[Exercise] Go through the listing beneath and show each line containing the string "tracing".

BEGIN Records for this task

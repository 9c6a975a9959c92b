//! Archive loader message catalogue.

use cohort_audit::AuditCode;
use cohort_audit::Severity;

pub const LOAD_STARTED: AuditCode = AuditCode {
    message_id: "COHORT-ARCHIVE-0001",
    severity: Severity::Startup,
    message_template: "Loading archive {0} ({1}) from {2}",
    system_action: "TypeDefs, patches and instances from the archive are being added to the local repository",
    user_action: "None",
};

pub const LOAD_COMPLETED: AuditCode = AuditCode {
    message_id: "COHORT-ARCHIVE-0002",
    severity: Severity::Information,
    message_template: "Archive {0} loaded: {1}",
    system_action: "The archive content is available locally",
    user_action: "None",
};

pub const LOAD_FAILED: AuditCode = AuditCode {
    message_id: "COHORT-ARCHIVE-0003",
    severity: Severity::Exception,
    message_template: "Archive {0} could not be loaded while {1}",
    system_action: "Loading stopped; content already added remains",
    user_action: "Correct the cause and load the archive again",
};

pub const TYPEDEF_REJECTED: AuditCode = AuditCode {
    message_id: "COHORT-ARCHIVE-0004",
    severity: Severity::Error,
    message_template: "TypeDef {0} in archive {1} was not accepted: {2}",
    system_action: "The TypeDef was skipped and loading continued",
    user_action: "Correct the archive or resolve the TypeDef conflict",
};

pub const PATCH_NOT_APPLIED: AuditCode = AuditCode {
    message_id: "COHORT-ARCHIVE-0005",
    severity: Severity::Error,
    message_template: "Patch for TypeDef {0} version {1} in archive {2} was not applied: {3}",
    system_action: "The patch was skipped and loading continued",
    user_action: "Check the archive's patches are in version order",
};
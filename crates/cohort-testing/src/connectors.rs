//! Connectors that misbehave on purpose.

use std::sync::Arc;
use std::sync::atomic::AtomicU64;
use std::sync::atomic::Ordering;
use std::time::Duration;

use async_trait::async_trait;
use cohort_core::CoreError;
use cohort_core::Entity;
use cohort_core::Guid;
use cohort_core::MetadataCollectionId;
use cohort_core::Relationship;
use cohort_core::RepositoryConnector;
use cohort_core::SaveOutcome;
use cohort_core::SearchCriteria;
use cohort_core::TypeDef;

/// Delays every call by a fixed duration before delegating.
pub struct SlowConnector {
    inner: Arc<dyn RepositoryConnector>,
    delay: Duration,
    calls: AtomicU64,
}

impl SlowConnector {
    pub fn new(inner: Arc<dyn RepositoryConnector>, delay: Duration) -> Self {
        Self {
            inner,
            delay,
            calls: AtomicU64::new(0),
        }
    }

    /// Calls started so far, finished or not.
    pub fn calls(&self) -> u64 {
        self.calls.load(Ordering::Relaxed)
    }

    async fn pause(&self) {
        self.calls.fetch_add(1, Ordering::Relaxed);
        tokio::time::sleep(self.delay).await;
    }
}

#[async_trait]
impl RepositoryConnector for SlowConnector {
    fn metadata_collection_id(&self) -> &MetadataCollectionId {
        self.inner.metadata_collection_id()
    }

    async fn get_entity(&self, guid: &Guid) -> Result<Option<Entity>, CoreError> {
        self.pause().await;
        self.inner.get_entity(guid).await
    }

    async fn find_entities(&self, criteria: &SearchCriteria, limit: usize) -> Result<Vec<Entity>, CoreError> {
        self.pause().await;
        self.inner.find_entities(criteria, limit).await
    }

    async fn get_relationship(&self, guid: &Guid) -> Result<Option<Relationship>, CoreError> {
        self.pause().await;
        self.inner.get_relationship(guid).await
    }

    async fn get_relationships_for_entity(&self, entity: &Guid) -> Result<Vec<Relationship>, CoreError> {
        self.pause().await;
        self.inner.get_relationships_for_entity(entity).await
    }

    async fn find_relationships(
        &self,
        criteria: &SearchCriteria,
        limit: usize,
    ) -> Result<Vec<Relationship>, CoreError> {
        self.pause().await;
        self.inner.find_relationships(criteria, limit).await
    }

    async fn save_entity(&self, entity: Entity) -> Result<SaveOutcome, CoreError> {
        self.pause().await;
        self.inner.save_entity(entity).await
    }

    async fn save_relationship(&self, relationship: Relationship) -> Result<SaveOutcome, CoreError> {
        self.pause().await;
        self.inner.save_relationship(relationship).await
    }

    async fn remove_entity(&self, guid: &Guid) -> Result<bool, CoreError> {
        self.pause().await;
        self.inner.remove_entity(guid).await
    }

    async fn remove_relationship(&self, guid: &Guid) -> Result<bool, CoreError> {
        self.pause().await;
        self.inner.remove_relationship(guid).await
    }

    async fn notify_supported_typedefs(&self) -> Result<Vec<TypeDef>, CoreError> {
        self.pause().await;
        self.inner.notify_supported_typedefs().await
    }
}

/// Answers every call with [`CoreError::UnreachableMember`].
pub struct FailingConnector {
    metadata_collection_id: MetadataCollectionId,
    calls: AtomicU64,
}

impl FailingConnector {
    pub fn new(metadata_collection_id: MetadataCollectionId) -> Self {
        Self {
            metadata_collection_id,
            calls: AtomicU64::new(0),
        }
    }

    pub fn calls(&self) -> u64 {
        self.calls.load(Ordering::Relaxed)
    }

    fn fail<T>(&self) -> Result<T, CoreError> {
        self.calls.fetch_add(1, Ordering::Relaxed);
        Err(CoreError::UnreachableMember {
            member: self.metadata_collection_id.clone(),
            reason: "connection refused".to_string(),
        })
    }
}

#[async_trait]
impl RepositoryConnector for FailingConnector {
    fn metadata_collection_id(&self) -> &MetadataCollectionId {
        &self.metadata_collection_id
    }

    async fn get_entity(&self, _guid: &Guid) -> Result<Option<Entity>, CoreError> {
        self.fail()
    }

    async fn find_entities(&self, _criteria: &SearchCriteria, _limit: usize) -> Result<Vec<Entity>, CoreError> {
        self.fail()
    }

    async fn get_relationship(&self, _guid: &Guid) -> Result<Option<Relationship>, CoreError> {
        self.fail()
    }

    async fn get_relationships_for_entity(&self, _entity: &Guid) -> Result<Vec<Relationship>, CoreError> {
        self.fail()
    }

    async fn find_relationships(
        &self,
        _criteria: &SearchCriteria,
        _limit: usize,
    ) -> Result<Vec<Relationship>, CoreError> {
        self.fail()
    }

    async fn save_entity(&self, _entity: Entity) -> Result<SaveOutcome, CoreError> {
        self.fail()
    }

    async fn save_relationship(&self, _relationship: Relationship) -> Result<SaveOutcome, CoreError> {
        self.fail()
    }

    async fn remove_entity(&self, _guid: &Guid) -> Result<bool, CoreError> {
        self.fail()
    }

    async fn remove_relationship(&self, _guid: &Guid) -> Result<bool, CoreError> {
        self.fail()
    }

    async fn notify_supported_typedefs(&self) -> Result<Vec<TypeDef>, CoreError> {
        self.fail()
    }
}

#[cfg(test)]
mod tests {
    use cohort_core::InMemoryRepository;

    use super::*;

    #[tokio::test]
    async fn test_slow_connector_delays_then_delegates() {
        let repo = Arc::new(InMemoryRepository::new("b".into()));
        repo.save_entity(Entity::new(Guid::new("g1"), "Asset", "b".into(), 0)).await.unwrap();
        let slow = SlowConnector::new(repo, Duration::from_millis(50));

        let started = tokio::time::Instant::now();
        let found = slow.get_entity(&Guid::new("g1")).await.unwrap();
        assert!(found.is_some());
        assert!(started.elapsed() >= Duration::from_millis(50));
        assert_eq!(slow.calls(), 1);
    }

    #[tokio::test]
    async fn test_failing_connector_reports_unreachable() {
        let failing = FailingConnector::new("c".into());
        let err = failing.find_entities(&SearchCriteria::all(), 10).await.unwrap_err();
        assert!(matches!(err, CoreError::UnreachableMember { .. }));
        assert_eq!(failing.calls(), 1);
    }
}
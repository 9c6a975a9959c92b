use std::sync::Arc;

use async_trait::async_trait;
use cohort_core::CoreError;
use cohort_events::EventEnvelope;
use cohort_events::EventHandler;
use cohort_events::EventPayload;
use tracing::warn;

use crate::registry::CohortRegistry;

/// Feeds registry events from the bus into a [`CohortRegistry`].
pub struct RegistryEventHandler {
    registry: Arc<CohortRegistry>,
}

impl RegistryEventHandler {
    pub fn new(registry: Arc<CohortRegistry>) -> Self {
        Self { registry }
    }
}

#[async_trait]
impl EventHandler for RegistryEventHandler {
    async fn handle(&self, envelope: EventEnvelope) -> Result<(), CoreError> {
        match &envelope.payload {
            EventPayload::Registry(event) => {
                self.registry.process_remote_registry_event(&envelope.originator, event).await
            }
            other => {
                warn!(category = %other.category(), "non-registry event routed to registry handler");
                Ok(())
            }
        }
    }
}
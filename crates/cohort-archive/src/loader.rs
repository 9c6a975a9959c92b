//! Load archives into the local repository.
//!
//! Order is fixed: TypeDefs through the TypeDef manager, then patches, then
//! instances as already-homed, version-stamped inserts. Loading the same
//! archive again changes nothing.

use std::fmt;
use std::path::Path;
use std::sync::Arc;

use cohort_audit::AuditComponent;
use cohort_audit::AuditLog;
use cohort_core::ConflictKind;
use cohort_core::CoreError;
use cohort_core::Entity;
use cohort_core::Relationship;
use cohort_core::RepositoryConnector;
use cohort_core::SaveOutcome;
use cohort_core::TypeDefPatch;
use cohort_typedefs::TypeDefManager;
use cohort_typedefs::TypeDefOutcome;
use serde::Serialize;
use tracing::debug;
use tracing::info;
use tracing::warn;

use crate::archive::MetadataArchive;
use crate::archive::read_archive_file;
use crate::audit_codes;

/// What one load did.
#[derive(Debug, Clone, Copy, Default, PartialEq, Eq, Serialize)]
pub struct LoadReport {
    pub typedefs_adopted: usize,
    pub typedefs_unchanged: usize,
    pub typedefs_conflicted: usize,
    pub patches_applied: usize,
    /// Already applied, or not applicable to the held version.
    pub patches_skipped: usize,
    pub entities_inserted: usize,
    /// Held at an equal or higher version, or of an excluded type.
    pub entities_skipped: usize,
    pub relationships_inserted: usize,
    pub relationships_skipped: usize,
}

impl LoadReport {
    /// Whether the load added or changed anything.
    pub fn changed_anything(&self) -> bool {
        self.typedefs_adopted + self.patches_applied + self.entities_inserted + self.relationships_inserted > 0
    }
}

impl fmt::Display for LoadReport {
    fn fmt(&self, f: &mut fmt::Formatter<'_>) -> fmt::Result {
        write!(
            f,
            "typedefs {} adopted, {} unchanged, {} conflicted; patches {} applied, {} skipped; \
             entities {} inserted, {} skipped; relationships {} inserted, {} skipped",
            self.typedefs_adopted,
            self.typedefs_unchanged,
            self.typedefs_conflicted,
            self.patches_applied,
            self.patches_skipped,
            self.entities_inserted,
            self.entities_skipped,
            self.relationships_inserted,
            self.relationships_skipped,
        )
    }
}

pub struct ArchiveLoader {
    local: Arc<dyn RepositoryConnector>,
    typedefs: Arc<TypeDefManager>,
    audit: AuditLog,
}

impl ArchiveLoader {
    pub fn new(local: Arc<dyn RepositoryConnector>, typedefs: Arc<TypeDefManager>, audit: &AuditLog) -> Self {
        Self {
            local,
            typedefs,
            audit: audit.for_component(AuditComponent::ArchiveLoader),
        }
    }

    /// Read and load the archive at `path`.
    pub async fn load_archive_file(&self, path: &Path) -> Result<LoadReport, CoreError> {
        let archive = match read_archive_file(path).await {
            Ok(archive) => archive,
            Err(e) => {
                let source = path.display().to_string();
                self.audit.log_error(&audit_codes::LOAD_FAILED, &[&source, &"reading the file"], &e).await;
                return Err(e.into());
            }
        };
        self.load(&archive, &path.display().to_string()).await
    }

    /// Load `archive` into the local repository.
    ///
    /// TypeDef conflicts and inapplicable patches are audit-logged and
    /// counted; they do not stop the load.
    ///
    /// # Errors
    /// [`CoreError`] if the local repository fails. Content written before
    /// the failure stays.
    pub async fn load_archive(&self, archive: &MetadataArchive) -> Result<LoadReport, CoreError> {
        self.load(archive, "memory").await
    }

    async fn load(&self, archive: &MetadataArchive, source: &str) -> Result<LoadReport, CoreError> {
        let name = &archive.properties.name;
        info!(archive = %name, guid = %archive.properties.guid, source, "loading archive");
        self.audit.log(&audit_codes::LOAD_STARTED, &[name, &archive.properties.guid, &source]).await;

        let mut report = LoadReport::default();
        self.load_typedefs(archive, &mut report).await;
        self.load_patches(archive, &mut report).await;
        if let Err(e) = self.load_instances(archive, &mut report).await {
            self.audit.log_error(&audit_codes::LOAD_FAILED, &[name, &"storing instances"], &e).await;
            return Err(e);
        }

        info!(archive = %name, report = %report, "archive loaded");
        self.audit.log(&audit_codes::LOAD_COMPLETED, &[name, &report]).await;
        Ok(report)
    }

    async fn load_typedefs(&self, archive: &MetadataArchive, report: &mut LoadReport) {
        for def in &archive.type_store.typedefs {
            match self.typedefs.add_local_typedef(def.clone()).await {
                Ok(TypeDefOutcome::Unchanged) => report.typedefs_unchanged += 1,
                Ok(_) => report.typedefs_adopted += 1,
                Err(e) => {
                    report.typedefs_conflicted += 1;
                    warn!(typedef = %def.name, error = %e, "archive typedef not accepted");
                    self.audit
                        .log(&audit_codes::TYPEDEF_REJECTED, &[&def.name, &archive.properties.name, &e])
                        .await;
                }
            }
        }
    }

    async fn load_patches(&self, archive: &MetadataArchive, report: &mut LoadReport) {
        for patch in &archive.type_store.patches {
            if self.typedefs.is_excluded(&patch.type_name) {
                report.patches_skipped += 1;
                let reason = CoreError::conflict(ConflictKind::TypeDef, "the type has an open TypeDef conflict");
                self.patch_failed(archive, patch, &reason).await;
                continue;
            }
            let held = self.typedefs.get_typedef(&patch.type_name).map(|def| def.version);
            match held {
                Some(version) if patch.applies_to_version < version => {
                    debug!(typedef = %patch.type_name, applies_to = patch.applies_to_version, "patch already applied");
                    report.patches_skipped += 1;
                }
                _ => match self.typedefs.apply_patch(patch).await {
                    Ok(_) => report.patches_applied += 1,
                    Err(e) => {
                        report.patches_skipped += 1;
                        self.patch_failed(archive, patch, &e).await;
                    }
                },
            }
        }
    }

    async fn patch_failed(&self, archive: &MetadataArchive, patch: &TypeDefPatch, err: &CoreError) {
        warn!(typedef = %patch.type_name, applies_to = patch.applies_to_version, error = %err, "archive patch not applied");
        self.audit
            .log(&audit_codes::PATCH_NOT_APPLIED, &[
                &patch.type_name,
                &patch.applies_to_version,
                &archive.properties.name,
                err,
            ])
            .await;
    }

    async fn load_instances(&self, archive: &MetadataArchive, report: &mut LoadReport) -> Result<(), CoreError> {
        for entity in &archive.instance_store.entities {
            if self.insert_entity(entity.clone()).await? {
                report.entities_inserted += 1;
            } else {
                report.entities_skipped += 1;
            }
        }
        for relationship in &archive.instance_store.relationships {
            if self.insert_relationship(relationship.clone()).await? {
                report.relationships_inserted += 1;
            } else {
                report.relationships_skipped += 1;
            }
        }
        Ok(())
    }

    async fn insert_entity(&self, entity: Entity) -> Result<bool, CoreError> {
        if self.typedefs.is_excluded(&entity.header.type_name) {
            return Ok(false);
        }
        Ok(matches!(self.local.save_entity(entity).await?, SaveOutcome::Applied))
    }

    async fn insert_relationship(&self, relationship: Relationship) -> Result<bool, CoreError> {
        if self.typedefs.is_excluded(&relationship.header.type_name) {
            return Ok(false);
        }
        Ok(matches!(self.local.save_relationship(relationship).await?, SaveOutcome::Applied))
    }
}
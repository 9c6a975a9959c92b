use std::time::Duration;

use cohort_core::CoreError;
use cohort_core::constants::DEFAULT_MISSED_REFRESHES_BEFORE_RETIRE;
use cohort_core::constants::DEFAULT_REFRESH_INTERVAL;
use cohort_core::constants::DEFAULT_RETENTION_AFTER_RETIRE;

/// Consecutive failed federation calls before a member is reported as
/// repeatedly unreachable.
pub const DEFAULT_UNREACHABLE_ALERT_THRESHOLD: u32 = 3;

/// Registry timing.
#[derive(Debug, Clone, PartialEq, Eq)]
pub struct RegistryConfig {
    /// How often the local registration is refreshed and members are swept.
    pub refresh_interval: Duration,
    /// Consecutive missed refreshes before a member is retired.
    pub missed_refreshes_before_retire: u32,
    /// How long reference copies of a retired member are kept.
    pub retention_after_retire: Duration,
    pub unreachable_alert_threshold: u32,
}

impl Default for RegistryConfig {
    fn default() -> Self {
        Self {
            refresh_interval: DEFAULT_REFRESH_INTERVAL,
            missed_refreshes_before_retire: DEFAULT_MISSED_REFRESHES_BEFORE_RETIRE,
            retention_after_retire: DEFAULT_RETENTION_AFTER_RETIRE,
            unreachable_alert_threshold: DEFAULT_UNREACHABLE_ALERT_THRESHOLD,
        }
    }
}

impl RegistryConfig {
    pub fn validate(&self) -> Result<(), CoreError> {
        if self.refresh_interval.is_zero() {
            return Err(CoreError::invalid("registry.refresh_interval", "must be greater than zero"));
        }
        if self.missed_refreshes_before_retire == 0 {
            return Err(CoreError::invalid("registry.missed_refreshes_before_retire", "must be at least 1"));
        }
        if self.unreachable_alert_threshold == 0 {
            return Err(CoreError::invalid("registry.unreachable_alert_threshold", "must be at least 1"));
        }
        Ok(())
    }

    pub(crate) fn refresh_interval_ms(&self) -> u64 {
        (self.refresh_interval.as_millis() as u64).max(1)
    }
}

END Records for this task

[Result for this exercise]
use tracing::warn;
use tracing::debug;
use tracing::info;
use tracing::warn;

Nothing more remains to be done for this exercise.